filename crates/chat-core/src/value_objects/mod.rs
//! Value objects - immutable types that represent protocol concepts

mod intents;
mod snowflake;

pub use intents::Intents;
pub use snowflake::{Snowflake, SnowflakeParseError};
/// Service one bucket until its queue is empty or the scheduler shuts down
async fn drain(inner: Arc<Inner>, key: String, state: SharedBucket) {
    let mut shutdown = inner.shutdown.subscribe();
    trace!(bucket = %key, "Drain started");

    loop {
        if *shutdown.borrow() {
            abandon(&key, &state);
            state.lock().draining = false;
            return;
        }

        let now = Instant::now();
        let wait = {
            let mut guard = state.lock();
            if guard.queue.is_empty() {
                guard.draining = false;
                trace!(bucket = %key, "Queue empty, drain stopped");
                return;
            }
            let Some(head) = guard.queue.front() else {
                continue;
            };

            if head.reply.is_closed() {
                // Caller stopped waiting before dispatch
                guard.queue.pop();
                continue;
            }

            let retried = head.retries > 0;
            let deadline = head.deadline();
            let wait = match (guard.bucket.wait_time(now), inner.global_wait(now)) {
                (Some(a), Some(b)) => Some(a.max(b)),
                (a, b) => a.or(b),
            };

            if let (Some(wait), Some(deadline)) = (wait, deadline) {
                if !retried && instant_after(now, wait) > deadline {
                    let expired = guard.queue.pop();
                    drop(guard);
                    if let Some(call) = expired {
                        warn!(
                            bucket = %key,
                            wait_ms = wait.as_millis() as u64,
                            "Queue wait exceeded, failing call"
                        );
                        let max_wait = call.max_queue_wait;
                        call.complete(Err(RestError::QueueTimeout {
                            bucket: key.clone(),
                            wait,
                            max_wait,
                        }));
                    }
                    continue;
                }
            }
            wait.or_else(|| inner.limiter_wait())
        };

        if let Some(wait) = wait {
            trace!(bucket = %key, wait_ms = wait.as_millis() as u64, "Waiting for rate limit");
            tokio::select! {
                () = sleep(wait) => {}
                _ = shutdown.changed() => {}
            }
            continue;
        }

        let Some(mut call) = ({
            let mut guard = state.lock();
            let call = guard.queue.pop();
            if call.is_some() {
                guard.bucket.on_dispatch();
            }
            call
        }) else {
            continue;
        };

        let started = Instant::now();
        let result = inner.executor.execute(&call.request).await;
        inner.record_dispatch(started.elapsed());

        let response = match result {
            Ok(response) => response,
            Err(e) => {
                warn!(bucket = %key, error = %e, "Call failed");
                call.complete(Err(e));
                continue;
            }
        };

        let now = Instant::now();
        let headers = RateLimitHeaders::parse(&response.headers).unwrap_or_else(|e| {
            warn!(bucket = %key, error = %e, "Ignoring malformed rate-limit headers");
            RateLimitHeaders::default()
        });

        if !response.is_rate_limited() {
            if !headers.is_empty() {
                state.lock().bucket.update(&headers, now);
            }
            trace!(bucket = %key, status = response.status, "Call completed");
            call.complete(Ok(response));
            continue;
        }

        let body = RateLimitBody::parse(&response.body);
        let retry_after = body
            .as_ref()
            .map(RateLimitBody::retry_after)
            .or(headers.retry_after)
            .or(headers.reset_after)
            .unwrap_or(DEFAULT_RETRY_AFTER);
        let global = headers.global || body.as_ref().is_some_and(|b| b.global);

        inner.record_throttle(global);
        if global {
            inner.set_global(instant_after(now, retry_after));
        }

        let snapshot = {
            let mut guard = state.lock();
            if !headers.is_empty() {
                guard.bucket.update(&headers, now);
            }
            guard.bucket.throttle(retry_after, now);

            if call.retries < call.max_retries {
                call.retries += 1;
                warn!(
                    bucket = %key,
                    retry_after_ms = retry_after.as_millis() as u64,
                    attempt = call.retries,
                    global,
                    "Rate limited, retrying"
                );
                guard.queue.push_front(call);
                continue;
            }
            guard.bucket.snapshot(now)
        };

        warn!(bucket = %key, retries = call.retries, "Rate limited, retry budget spent");
        call.complete(Err(RestError::RateLimited(Box::new(snapshot))));
    }
}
-.-.-
■ **Task**: Return the listing in full, exactly.

■ **Answer box**:
filename crates/chat-core/src/value_objects/mod.rs
//! Value objects - immutable types that represent protocol concepts

mod intents;
mod snowflake;

pub use intents::Intents;
pub use snowflake::{Snowflake, SnowflakeParseError};
/// Service one bucket until its queue is empty or the scheduler shuts down
async fn drain(inner: Arc<Inner>, key: String, state: SharedBucket) {
    let mut shutdown = inner.shutdown.subscribe();
    trace!(bucket = %key, "Drain started");

    loop {
        if *shutdown.borrow() {
            abandon(&key, &state);
            state.lock().draining = false;
            return;
        }

        let now = Instant::now();
        let wait = {
            let mut guard = state.lock();
            if guard.queue.is_empty() {
                guard.draining = false;
                trace!(bucket = %key, "Queue empty, drain stopped");
                return;
            }
            let Some(head) = guard.queue.front() else {
                continue;
            };

            if head.reply.is_closed() {
                // Caller stopped waiting before dispatch
                guard.queue.pop();
                continue;
            }

            let retried = head.retries > 0;
            let deadline = head.deadline();
            let wait = match (guard.bucket.wait_time(now), inner.global_wait(now)) {
                (Some(a), Some(b)) => Some(a.max(b)),
                (a, b) => a.or(b),
            };

            if let (Some(wait), Some(deadline)) = (wait, deadline) {
                if !retried && instant_after(now, wait) > deadline {
                    let expired = guard.queue.pop();
                    drop(guard);
                    if let Some(call) = expired {
                        warn!(
                            bucket = %key,
                            wait_ms = wait.as_millis() as u64,
                            "Queue wait exceeded, failing call"
                        );
                        let max_wait = call.max_queue_wait;
                        call.complete(Err(RestError::QueueTimeout {
                            bucket: key.clone(),
                            wait,
                            max_wait,
                        }));
                    }
                    continue;
                }
            }
            wait.or_else(|| inner.limiter_wait())
        };

        if let Some(wait) = wait {
            trace!(bucket = %key, wait_ms = wait.as_millis() as u64, "Waiting for rate limit");
            tokio::select! {
                () = sleep(wait) => {}
                _ = shutdown.changed() => {}
            }
            continue;
        }

        let Some(mut call) = ({
            let mut guard = state.lock();
            let call = guard.queue.pop();
            if call.is_some() {
                guard.bucket.on_dispatch();
            }
            call
        }) else {
            continue;
        };

        let started = Instant::now();
        let result = inner.executor.execute(&call.request).await;
        inner.record_dispatch(started.elapsed());

        let response = match result {
            Ok(response) => response,
            Err(e) => {
                warn!(bucket = %key, error = %e, "Call failed");
                call.complete(Err(e));
                continue;
            }
        };

        let now = Instant::now();
        let headers = RateLimitHeaders::parse(&response.headers).unwrap_or_else(|e| {
            warn!(bucket = %key, error = %e, "Ignoring malformed rate-limit headers");
            RateLimitHeaders::default()
        });

        if !response.is_rate_limited() {
            if !headers.is_empty() {
                state.lock().bucket.update(&headers, now);
            }
            trace!(bucket = %key, status = response.status, "Call completed");
            call.complete(Ok(response));
            continue;
        }

        let body = RateLimitBody::parse(&response.body);
        let retry_after = body
            .as_ref()
            .map(RateLimitBody::retry_after)
            .or(headers.retry_after)
            .or(headers.reset_after)
            .unwrap_or(DEFAULT_RETRY_AFTER);
        let global = headers.global || body.as_ref().is_some_and(|b| b.global);

        inner.record_throttle(global);
        if global {
            inner.set_global(instant_after(now, retry_after));
        }

        let snapshot = {
            let mut guard = state.lock();
            if !headers.is_empty() {
                guard.bucket.update(&headers, now);
            }
            guard.bucket.throttle(retry_after, now);

            if call.retries < call.max_retries {
                call.retries += 1;
                warn!(
                    bucket = %key,
                    retry_after_ms = retry_after.as_millis() as u64,
                    attempt = call.retries,
                    global,
                    "Rate limited, retrying"
                );
                guard.queue.push_front(call);
                continue;
            }
            guard.bucket.snapshot(now)
        };

        warn!(bucket = %key, retries = call.retries, "Rate limited, retry budget spent");
        call.complete(Err(RestError::RateLimited(Box::new(snapshot))));
    }
}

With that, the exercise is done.